佐藤健&高橋一生、佐野勇斗&中条あやみのあの作品も! 映画アドバイザー・ミヤザキタケルが厳選した8月初放送映画3作品<ザテレビジョンシネマ部>
『3D彼女 リアルガール』(2018)
続いて紹介するのは、オタク男子が同級生の美女と半年間限定の交際を始める、那波マオ原作マンガの実写化。他者と関わることで変化していく少年の心模様を通し、真に価値あることはいつだって自分の外側にあることを描いた作品です。
まず始めに、ヒロイン役の中条あやみが反則級にかわい過ぎる! それだけでも見応えたっぷりで、非モテ×リア充の恋模様もコミカルで面白い。
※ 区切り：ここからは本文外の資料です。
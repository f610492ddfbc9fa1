use std::path::PathBuf;

#[derive(Clone, Debug, PartialEq, Eq)]
pub struct Program {
    pub path: PathBuf,
    pub arrival_time: u64,
    pub lines: Vec<String>,
}

impl Program {
    pub fn len(&self) -> usize {
        self.lines.len()
    }

    pub fn is_empty(&self) -> bool {
        self.lines.is_empty()
    }
}
use std::fs;
use std::io;
use std::path::{Path, PathBuf};

use super::Program;

const ARRIVAL_SEPARATOR: char = '@';

pub fn parse_program(text: &str) -> Vec<String> {
    text.lines()
        .map(str::trim)
        .filter(|line| !line.is_empty())
        .map(str::to_string)
        .collect()
}

pub fn load_program_file(path: impl AsRef<Path>, arrival_time: u64) -> io::Result<Program> {
    let path = path.as_ref();
    let text = fs::read_to_string(path)?;

    let program = Program {
        path: path.to_path_buf(),
        arrival_time,
        lines: parse_program(&text),
    };
    log::debug!("read {} lines from {}", program.len(), path.display());

    Ok(program)
}

pub fn parse_program_arg(arg: &str) -> Result<(PathBuf, u64), String> {
    match arg.rsplit_once(ARRIVAL_SEPARATOR) {
        Some((path, arrival)) if !path.is_empty() => {
            let arrival_time = arrival
                .parse()
                .map_err(|_| format!("invalid arrival time '{}' in '{}'", arrival, arg))?;
            Ok((PathBuf::from(path), arrival_time))
        }
        _ => Ok((PathBuf::from(arg), 0)),
    }
}
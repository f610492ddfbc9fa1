//! Cycle-stepped simulation of a small operating system scheduler.

pub mod io;
pub mod kernel;

pub use kernel::{Driver, KernelError, Pid, ProcessState, SchedulingAlgorithm, SimulationConfig, Snapshot};
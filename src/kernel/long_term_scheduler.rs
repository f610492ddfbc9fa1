use std::collections::VecDeque;

use super::Pid;

pub(crate) struct LongTermScheduler {
    program_queue: VecDeque<(Pid, u64)>,
}

impl LongTermScheduler {
    pub fn new() -> LongTermScheduler {
        LongTermScheduler {
            program_queue: VecDeque::new(),
        }
    }

    pub fn schedule_arrival(&mut self, pid: Pid, arrival_time: u64) {
        let index = self
            .program_queue
            .iter()
            .position(|&(_, queued_arrival)| queued_arrival > arrival_time)
            .unwrap_or(self.program_queue.len());
        self.program_queue.insert(index, (pid, arrival_time));
    }

    pub fn step(&mut self, clock: u64) -> Option<Pid> {
        match self.program_queue.front() {
            Some(&(pid, arrival_time)) if arrival_time <= clock => {
                self.program_queue.pop_front();
                Some(pid)
            }
            _ => None,
        }
    }

    pub fn batch_step(&mut self, clock: u64) -> Vec<Pid> {
        let mut process_ids = Vec::new();

        while let Some(process_id) = self.step(clock) {
            process_ids.push(process_id);
        }

        process_ids
    }

    pub fn pending(&self) -> Vec<Pid> {
        self.program_queue.iter().map(|&(pid, _)| pid).collect()
    }

    pub fn clear(&mut self) {
        self.program_queue.clear();
    }
}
多少のツッコミどころはあれど、基本的には笑えてしんみりもできる程良い作品に仕上がっている。ただ、そんな風には受け止められない人間もいる。劇中において「アニヲタでコミュ症で引きこもり予備軍」とさげすまれる主人公のことを他人事だと思えない自分がいた。詰んでいるのだとすれば、「アニヲタでコミュ症で引きこもり予備軍で不安定な職業でアラサーで金もない」、僕ミヤザキの方。リア充やパリピ属性の方には笑って観られる作品に留まるかもしれないが、非モテ&非リア充属性の方にとっては胸を締め付けられる程に切なく、それでいて勇気に満ちあふれた作品に感じられるはず。
待っていたって中条あやみのような美女から交際を申し込まれることなどあり得ない。仮に話す機会が訪れたとしても、まともにおしゃべりなんてできやしない。話し掛けたところで虫けら扱いされるのが関の山。そんな風に自分を卑下することばかりに捕らわれているうちは、他人と本気で接することなど叶わない。だが、主人公の筒井(佐野勇斗)は勇気を振り絞り、自分の殻に閉じこもっているやつでは開けない扉の前に立っていた。映画を観てどれだけ彼に寄り添えたところで、この現実を生きていかなければならないのは、勇気を振り絞らなきゃいけないのは僕たち自身。諸々こじらせている自覚がある方は、是非とも本作を観てほしい。